Indigenous species are also threatened by invasive plants such as Acacia cyclops, three Hakea species, and invasive pines that were planted in commercial timber plantations on the slopes of the mountain also .
Today the Table Mountain range has the highest concentration of threatened species of any continental area of equivalent size in the world.
Indigenous afro-montane forest on Table Mountain, with Devil’s Peak visible in the distance
Commercial plantation of invasive European Pinus pinaster or “Cluster Pine”, on Table Mountain’s eastern slopes
Removal of non-indigenous forests
SANParks have been criticised for their programme of removing invasive non-indigenous trees. These alien forests make up only 2% of the park, but cover areas that were previously incredibly rich in biodiversity.

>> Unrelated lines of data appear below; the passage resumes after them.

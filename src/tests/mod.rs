mod router_tests;
pub mod utils;
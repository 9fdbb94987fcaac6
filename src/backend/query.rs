// src/backend/query.rs
use serde_json::{json, Value};

/// A single predicate, ordering or paging clause for `list_documents`.
#[derive(Debug, Clone, PartialEq)]
pub enum Query {
    Equal(String, Vec<Value>),
    NotEqual(String, Value),
    GreaterThan(String, Value),
    GreaterThanEqual(String, Value),
    LessThan(String, Value),
    LessThanEqual(String, Value),
    Search(String, String),
    OrderAsc(String),
    OrderDesc(String),
    Limit(u64),
    Offset(u64),
}

impl Query {
    pub fn equal(attr: &str, value: impl Into<Value>) -> Self {
        Query::Equal(attr.to_string(), vec![value.into()])
    }

    pub fn greater_than_equal(attr: &str, value: impl Into<Value>) -> Self {
        Query::GreaterThanEqual(attr.to_string(), value.into())
    }

    pub fn less_than_equal(attr: &str, value: impl Into<Value>) -> Self {
        Query::LessThanEqual(attr.to_string(), value.into())
    }

    pub fn search(attr: &str, text: &str) -> Self {
        Query::Search(attr.to_string(), text.to_string())
    }

    pub fn order_asc(attr: &str) -> Self {
        Query::OrderAsc(attr.to_string())
    }

    pub fn order_desc(attr: &str) -> Self {
        Query::OrderDesc(attr.to_string())
    }

    pub fn method(&self) -> &'static str {
        match self {
            Query::Equal(..) => "equal",
            Query::NotEqual(..) => "notEqual",
            Query::GreaterThan(..) => "greaterThan",
            Query::GreaterThanEqual(..) => "greaterThanEqual",
            Query::LessThan(..) => "lessThan",
            Query::LessThanEqual(..) => "lessThanEqual",
            Query::Search(..) => "search",
            Query::OrderAsc(_) => "orderAsc",
            Query::OrderDesc(_) => "orderDesc",
            Query::Limit(_) => "limit",
            Query::Offset(_) => "offset",
        }
    }

    /// JSON form accepted in the `queries[]` parameter of the hosted API.
    pub fn to_json(&self) -> Value {
        let method = self.method();
        match self {
            Query::Equal(attr, values) => {
                json!({ "method": method, "attribute": attr, "values": values })
            }
            Query::NotEqual(attr, v)
            | Query::GreaterThan(attr, v)
            | Query::GreaterThanEqual(attr, v)
            | Query::LessThan(attr, v)
            | Query::LessThanEqual(attr, v) => {
                json!({ "method": method, "attribute": attr, "values": [v] })
            }
            Query::Search(attr, text) => {
                json!({ "method": method, "attribute": attr, "values": [text] })
            }
            Query::OrderAsc(attr) | Query::OrderDesc(attr) => {
                json!({ "method": method, "attribute": attr })
            }
            Query::Limit(n) | Query::Offset(n) => json!({ "method": method, "values": [n] }),
        }
    }

    pub fn to_query_string(&self) -> String {
        self.to_json().to_string()
    }
}
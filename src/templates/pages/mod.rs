pub mod about;
pub mod contact;
pub mod dashboard;
pub mod detail;
pub mod editor;
pub mod home;
pub mod login;
pub mod search;

pub use about::about_page;
pub use contact::contact_page;
pub use dashboard::{dashboard_page, DashboardRow, DashboardVm};
pub use detail::{detail_page, DetailVm};
pub use editor::editor_page;
pub use home::home_page;
pub use login::login_page;
pub use search::{search_page, SearchVm};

The invasive trees were originally planted as commercial plantations for timber, once most of the indigenous afro-montane forests had been felled.
Unfortunately, the fertile lower slopes that were selected for the plantations are also the areas of the park which host the highest proportion of endemic and threatened species.
The park’s current programme is to allow for the re-growth of the indigenous forests, while slowly removing the plantations of invasive trees.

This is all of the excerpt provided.